It's going to feel more like mid-January than early December this week as extreme cold temps move across the United States.
About 65% of the country will experience below-freezing temperatures, according to CNN meteorologists Taylor Ward and Dave Hennen.
The system moving eastward has already hit parts of the Midwest, which saw heavy snow and limited visibility in places like Iowa, where about 50 cars were involved in a pileup Monday morning.
The crash took place around 11 a.m. CST on Interstate 80 westbound near Altoona, according to CNN affiliate WHO-TV. A snowsquall, or a sudden heavy snow fall, hit the region and caused slippery roads, the affiliate said. One person was seriously injured in the crash, said Sgt.
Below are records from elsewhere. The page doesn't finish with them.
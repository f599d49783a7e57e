//! Modelo de datos del informe de análisis

use chrono::{DateTime, Utc};
use serde::Serialize;

/// Categoría cerrada de un problema detectado.
/// Las categorías desconocidas de fuentes externas se mapean a `Other`.
#[derive(Debug, Clone, Copy, PartialEq, Eq, Hash, Serialize)]
pub enum IssueCategory {
    Grammar,
    Spelling,
    Punctuation,
    Style,
    Other,
}

/// Severidad ordinal de un problema.
/// El peso numérico es un valor de la política de puntuación,
/// no una propiedad del problema.
#[derive(Debug, Clone, Copy, PartialEq, Eq, Hash, Serialize)]
pub enum Severity {
    High,
    Medium,
    Low,
}

/// Un problema detectado sobre un rango [start, end) del texto original.
///
/// Inmutable una vez creado por su fuente: las correcciones producen un
/// texto nuevo, nunca un problema nuevo.
#[derive(Debug, Clone, PartialEq, Eq, Serialize)]
pub struct TextIssue {
    /// Offset inicial (en bytes, sobre frontera de carácter) en el texto original.
    pub start: usize,
    /// Offset final exclusivo.
    pub end: usize,
    pub category: IssueCategory,
    pub severity: Severity,
    /// Subcadena exacta en `[start, end)`, conservada para auditoría
    /// aunque los offsets dejen de ser válidos tras aplicar correcciones.
    pub original_span: String,
    /// Reemplazo sugerido; `None` o vacío significa "solo señalar".
    pub suggested_replacement: Option<String>,
    /// Explicación legible, opaca para el algoritmo.
    pub message: String,
}

impl TextIssue {
    /// Verifica que el rango cae dentro del texto y sobre fronteras de carácter.
    pub fn range_is_valid(&self, text: &str) -> bool {
        self.start <= self.end
            && self.end <= text.len()
            && text.is_char_boundary(self.start)
            && text.is_char_boundary(self.end)
    }

    /// Indica si el problema trae un reemplazo aplicable.
    pub fn has_replacement(&self) -> bool {
        self.suggested_replacement
            .as_deref()
            .map_or(false, |s| !s.is_empty())
    }
}

/// Métricas derivadas del texto y de los problemas resueltos.
/// Se recalculan en cada petición; no tienen identidad persistente.
#[derive(Debug, Clone, PartialEq, Serialize)]
pub struct Metrics {
    pub word_count: usize,
    /// Siempre >= 1: varios divisores posteriores dependen de ello.
    pub sentence_count: usize,
    pub grammar_errors: usize,
    pub spelling_errors: usize,
    pub punctuation_errors: usize,
    pub style_issues: usize,
    pub other_issues: usize,
    /// Facilidad de lectura estilo Flesch, acotada a [0, 100].
    pub readability_score: f64,
    /// Palabras únicas (en minúsculas) / palabras totales.
    pub lexical_diversity: f64,
    pub average_words_per_sentence: f64,
    pub average_syllables_per_word: f64,
}

/// Resultado agregado de un análisis. Se crea una vez por petición;
/// la persistencia es asunto de un colaborador externo.
#[derive(Debug, Clone, Serialize)]
pub struct AnalysisReport {
    pub original_text: String,
    pub corrected_text: String,
    /// Problemas resueltos, ordenados ascendentemente por `start`.
    pub issues: Vec<TextIssue>,
    pub metrics: Metrics,
    /// Puntuación final entera en [0, 100].
    pub final_score: i32,
    pub checked_at: DateTime<Utc>,
}

impl AnalysisReport {
    pub fn total_issues(&self) -> usize {
        self.issues.len()
    }
}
Alex Dinkla with the Iowa State Patrol.
Bitter cold spills into the Midwest
The upper Midwest will see highs below zero Tuesday and even colder on Wednesday, Ward and Hennen said.
Chill advisories have already been issued for a portion of the Dakotas and Minnesota.
Over a foot of snow is possible in some areas of the region and in the northern Great Lakes.
"It will continue to be bitterly cold from eastern Montana to northern Michigan with widespread subzero lows and single digit highs," the National Weather Service said in its short range forecast.
The cold front will eventually bring "an arctic airmass" to the Mid-Atlantic and Northeast by midweek, NWS said.
Snow slaps the South
A band of snow will develop 2,000 miles from Texas to Maine as a result of the arctic air combined with the frontal system moving across the eastern US, Ward and Hennen said.
Cities like like Dallas, Little Rock and Memphis could see light snow, with minor accumulations, the meteorologists said. About 1 to 3 inches are possible in Nashville, Washington and Philadelphia. The area from Boston to New York might have to deal with 2-4 inches.